Bitcoin mining giant Marathon Digital has announced its foray into mining Kaspa (KAS), a token designed to address Bitcoin’s scalability issue, as part of its diversification strategy.
Since September, Marathon Digital has mined approximately $16 million worth of Kaspa tokens, aiming to capitalize on the higher profit margins associated with Kaspa mining machines, which have reached up to 95% in some cases, the firm said in a recent press release.
“By mining Kaspa, we are able to create a stream of revenue that is diversified from Bitcoin,” Adam Swick, Marathon’s chief growth officer, said.
Swick further emphasized that Marathon was well-positioned to mine Kaspa and take advantage of the enhanced margins available to those who deploy Kaspa ASICs.
Since deploying its first batch of Kaspa miners in September 2023, Marathon has mined a total of 93 million KAS tokens.
Notably, the value of KAS has surged by 420% during this period, while Bitcoin has experienced a 135% increase.
Marathon has acquired around 60 petahashes of KS3, KS5, and KS5 Pro ASICs specifically for Kaspa mining, with half of the equipment currently operational and the rest scheduled to be installed in the third quarter.

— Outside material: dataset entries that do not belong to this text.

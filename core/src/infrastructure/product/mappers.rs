use chrono::TimeZone;
use chrono::Utc;
use sea_orm::ActiveValue::{NotSet, Set};

use crate::domain::{
    common::entities::app_errors::CoreError,
    product::{entities::Product, value_objects::InsertProduct},
};
use crate::entity::products::{ActiveModel as ProductActiveModel, Model as ProductModel};

impl TryFrom<ProductModel> for Product {
    type Error = CoreError;

    fn try_from(model: ProductModel) -> Result<Self, Self::Error> {
        let ingredients = serde_json::from_value(model.ingredients).map_err(|e| {
            tracing::error!(product_id = model.id, "Corrupt ingredients column: {}", e);
            CoreError::InternalServerError
        })?;
        let user_sentiment = serde_json::from_value(model.user_sentiment).map_err(|e| {
            tracing::error!(product_id = model.id, "Corrupt user_sentiment column: {}", e);
            CoreError::InternalServerError
        })?;

        Ok(Product {
            id: model.id,
            name: model.name,
            brand: model.brand,
            category: model.category,
            ingredients,
            usage_instructions: model.usage_instructions,
            warnings: model.warnings,
            expiry_date: model.expiry_date,
            time_left: model.time_left,
            recommended_for: model.recommended_for,
            not_recommended_for: model.not_recommended_for,
            user_sentiment,
            image_url: model.image_url,
            created_at: Utc.from_utc_datetime(&model.created_at),
        })
    }
}

impl TryFrom<InsertProduct> for ProductActiveModel {
    type Error = CoreError;

    fn try_from(product: InsertProduct) -> Result<Self, Self::Error> {
        let to_json = |value: serde_json::Result<serde_json::Value>| {
            value.map_err(|e| {
                tracing::error!("Failed to encode product JSON column: {}", e);
                CoreError::InternalServerError
            })
        };

        Ok(ProductActiveModel {
            id: NotSet,
            name: Set(product.name),
            brand: Set(product.brand),
            category: Set(product.category),
            ingredients: Set(to_json(serde_json::to_value(&product.ingredients))?),
            usage_instructions: Set(product.usage_instructions),
            warnings: Set(product.warnings),
            expiry_date: Set(product.expiry_date),
            time_left: Set(product.time_left),
            recommended_for: Set(product.recommended_for),
            not_recommended_for: Set(product.not_recommended_for),
            user_sentiment: Set(to_json(serde_json::to_value(&product.user_sentiment))?),
            image_url: Set(product.image_url),
            created_at: Set(Utc::now().naive_utc()),
        })
    }
}

#[cfg(test)]
mod tests {
    use serde_json::json;

    use super::*;
    use crate::domain::product::entities::SafetyRating;

    fn model(ingredients: serde_json::Value) -> ProductModel {
        ProductModel {
            id: 3,
            name: "Lip Balm".to_string(),
            brand: "Acme".to_string(),
            category: "Lipcare".to_string(),
            ingredients,
            usage_instructions: "Apply as needed".to_string(),
            warnings: "None".to_string(),
            expiry_date: None,
            time_left: Some("2 years".to_string()),
            recommended_for: "Dry lips".to_string(),
            not_recommended_for: "Lanolin allergies".to_string(),
            user_sentiment: json!({ "pros": ["Cheap"], "cons": [], "reviewSummary": "Fine" }),
            image_url: None,
            created_at: Utc::now().naive_utc(),
        }
    }

    #[test]
    fn decodes_json_columns() {
        let product = Product::try_from(model(json!([{
            "name": "Lanolin",
            "function": "Emollient",
            "benefits": "Softens",
            "sideEffects": "Allergy in rare cases",
            "safetyRating": "caution"
        }])))
        .unwrap();

        assert_eq!(product.id, 3);
        assert_eq!(product.ingredients[0].safety_rating, SafetyRating::Caution);
        assert_eq!(product.user_sentiment.review_summary, "Fine");
    }

    #[test]
    fn corrupt_json_column_is_an_internal_error() {
        let err = Product::try_from(model(json!({ "not": "a list" }))).unwrap_err();
        assert!(matches!(err, CoreError::InternalServerError));
    }
}
pub mod entities;
pub mod ports;
pub mod presentation;
pub mod schema;
pub mod services;
pub mod validation;
pub mod value_objects;

pub use entities::*;
pub use ports::*;
pub use value_objects::*;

Today we're announcing that we have been actively mining Kaspa.
Diversification has been key to our investments in energy solutions and tech innovations, and it remains crucial in our digital asset compute operations. Read the full press release: https://t.co/rwiXIJCx7q
— MARA (@MarathonDH) June 26, 2024
However, Robert Samuels, Marathon’s Vice President of Investor Relations, clarified that the company’s primary focus remains on Bitcoin.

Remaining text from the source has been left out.